Items from a data source
BEGIN

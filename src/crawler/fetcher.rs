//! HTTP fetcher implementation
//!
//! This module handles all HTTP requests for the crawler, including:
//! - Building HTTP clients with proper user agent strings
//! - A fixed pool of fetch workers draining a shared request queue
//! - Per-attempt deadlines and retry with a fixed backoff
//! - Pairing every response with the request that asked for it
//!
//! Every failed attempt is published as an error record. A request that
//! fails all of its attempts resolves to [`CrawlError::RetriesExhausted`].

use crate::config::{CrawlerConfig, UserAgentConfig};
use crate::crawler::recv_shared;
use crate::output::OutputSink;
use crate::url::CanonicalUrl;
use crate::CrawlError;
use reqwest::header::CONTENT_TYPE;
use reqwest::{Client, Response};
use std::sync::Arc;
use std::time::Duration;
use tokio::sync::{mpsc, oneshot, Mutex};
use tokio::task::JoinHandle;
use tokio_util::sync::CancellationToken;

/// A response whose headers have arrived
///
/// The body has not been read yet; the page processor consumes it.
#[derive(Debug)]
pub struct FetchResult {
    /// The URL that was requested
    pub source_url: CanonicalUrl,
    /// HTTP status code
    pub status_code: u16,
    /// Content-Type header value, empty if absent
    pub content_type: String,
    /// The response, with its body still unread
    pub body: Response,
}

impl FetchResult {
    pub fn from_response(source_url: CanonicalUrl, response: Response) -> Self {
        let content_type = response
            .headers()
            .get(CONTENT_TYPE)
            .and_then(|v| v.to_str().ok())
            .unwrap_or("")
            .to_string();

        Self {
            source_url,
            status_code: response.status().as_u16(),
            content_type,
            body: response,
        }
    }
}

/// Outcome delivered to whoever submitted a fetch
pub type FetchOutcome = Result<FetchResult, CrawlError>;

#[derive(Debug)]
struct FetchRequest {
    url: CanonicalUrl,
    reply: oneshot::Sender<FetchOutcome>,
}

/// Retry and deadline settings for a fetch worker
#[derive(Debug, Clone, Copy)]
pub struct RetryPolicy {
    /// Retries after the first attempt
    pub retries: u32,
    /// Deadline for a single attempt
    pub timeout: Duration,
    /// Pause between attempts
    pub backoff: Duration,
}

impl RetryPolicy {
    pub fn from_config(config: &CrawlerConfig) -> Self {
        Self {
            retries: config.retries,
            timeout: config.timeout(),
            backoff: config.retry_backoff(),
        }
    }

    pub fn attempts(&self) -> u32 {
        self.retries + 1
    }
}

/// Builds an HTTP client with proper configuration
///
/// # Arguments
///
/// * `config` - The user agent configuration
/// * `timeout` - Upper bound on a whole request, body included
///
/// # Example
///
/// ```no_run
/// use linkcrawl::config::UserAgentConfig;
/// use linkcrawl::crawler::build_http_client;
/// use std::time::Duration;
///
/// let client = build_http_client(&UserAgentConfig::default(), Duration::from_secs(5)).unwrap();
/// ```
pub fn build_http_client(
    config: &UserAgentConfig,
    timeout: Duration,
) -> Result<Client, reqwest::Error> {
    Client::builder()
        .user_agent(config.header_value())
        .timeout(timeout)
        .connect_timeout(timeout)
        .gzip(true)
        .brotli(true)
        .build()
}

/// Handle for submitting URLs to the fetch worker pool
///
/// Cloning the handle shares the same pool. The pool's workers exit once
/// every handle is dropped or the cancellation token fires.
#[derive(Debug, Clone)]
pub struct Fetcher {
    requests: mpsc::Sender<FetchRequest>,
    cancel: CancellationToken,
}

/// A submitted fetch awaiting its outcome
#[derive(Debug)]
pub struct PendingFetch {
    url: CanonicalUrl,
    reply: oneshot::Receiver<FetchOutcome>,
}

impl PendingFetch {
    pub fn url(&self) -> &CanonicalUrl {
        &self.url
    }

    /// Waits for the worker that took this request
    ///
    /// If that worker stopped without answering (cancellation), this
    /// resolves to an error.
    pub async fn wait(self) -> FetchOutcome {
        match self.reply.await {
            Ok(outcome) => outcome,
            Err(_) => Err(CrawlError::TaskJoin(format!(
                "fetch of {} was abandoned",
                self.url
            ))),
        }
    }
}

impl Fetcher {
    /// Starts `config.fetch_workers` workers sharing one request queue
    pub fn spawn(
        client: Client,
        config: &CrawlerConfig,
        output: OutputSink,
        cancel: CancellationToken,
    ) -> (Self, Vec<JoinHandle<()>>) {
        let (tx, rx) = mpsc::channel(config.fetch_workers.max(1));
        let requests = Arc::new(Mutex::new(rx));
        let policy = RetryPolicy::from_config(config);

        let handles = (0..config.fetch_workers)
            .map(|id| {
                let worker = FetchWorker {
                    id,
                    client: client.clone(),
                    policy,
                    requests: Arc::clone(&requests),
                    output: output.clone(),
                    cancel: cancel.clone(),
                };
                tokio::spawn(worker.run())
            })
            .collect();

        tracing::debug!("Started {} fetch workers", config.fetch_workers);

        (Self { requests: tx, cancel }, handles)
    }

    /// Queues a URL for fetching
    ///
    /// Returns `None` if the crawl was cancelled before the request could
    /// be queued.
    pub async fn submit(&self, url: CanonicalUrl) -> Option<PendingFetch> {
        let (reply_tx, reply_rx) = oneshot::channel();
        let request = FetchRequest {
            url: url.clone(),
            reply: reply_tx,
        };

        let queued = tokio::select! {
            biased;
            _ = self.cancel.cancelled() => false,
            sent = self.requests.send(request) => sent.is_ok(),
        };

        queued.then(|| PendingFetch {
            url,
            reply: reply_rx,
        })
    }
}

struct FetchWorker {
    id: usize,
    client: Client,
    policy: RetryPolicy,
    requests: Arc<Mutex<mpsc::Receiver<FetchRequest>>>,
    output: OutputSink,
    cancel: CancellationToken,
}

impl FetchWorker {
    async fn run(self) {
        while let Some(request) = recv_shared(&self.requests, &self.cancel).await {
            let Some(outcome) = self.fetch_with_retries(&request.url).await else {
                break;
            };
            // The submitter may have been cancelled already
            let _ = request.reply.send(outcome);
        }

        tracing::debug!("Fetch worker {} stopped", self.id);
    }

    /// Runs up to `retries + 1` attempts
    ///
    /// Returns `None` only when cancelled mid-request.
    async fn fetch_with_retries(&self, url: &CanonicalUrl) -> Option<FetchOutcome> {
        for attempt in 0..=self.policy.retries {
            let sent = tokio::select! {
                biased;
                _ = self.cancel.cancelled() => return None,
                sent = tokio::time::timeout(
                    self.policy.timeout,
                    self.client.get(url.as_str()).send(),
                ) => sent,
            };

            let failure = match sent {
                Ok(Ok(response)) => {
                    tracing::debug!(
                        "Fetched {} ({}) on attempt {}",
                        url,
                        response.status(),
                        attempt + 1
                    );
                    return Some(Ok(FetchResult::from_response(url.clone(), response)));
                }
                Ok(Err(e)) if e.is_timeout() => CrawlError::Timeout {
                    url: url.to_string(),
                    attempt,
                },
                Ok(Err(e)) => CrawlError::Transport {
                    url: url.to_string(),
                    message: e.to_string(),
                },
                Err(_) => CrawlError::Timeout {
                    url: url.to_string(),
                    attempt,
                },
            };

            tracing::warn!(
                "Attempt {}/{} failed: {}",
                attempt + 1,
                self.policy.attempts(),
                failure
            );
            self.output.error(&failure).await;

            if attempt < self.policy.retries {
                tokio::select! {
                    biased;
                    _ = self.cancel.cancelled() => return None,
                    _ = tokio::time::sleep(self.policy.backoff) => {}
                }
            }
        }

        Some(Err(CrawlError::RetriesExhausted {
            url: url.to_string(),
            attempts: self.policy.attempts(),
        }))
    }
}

END

TASK PROMPT » Nothing but a number should be given: the count of lines above that hold "Receiver".

SOLVED EXERCISE » 2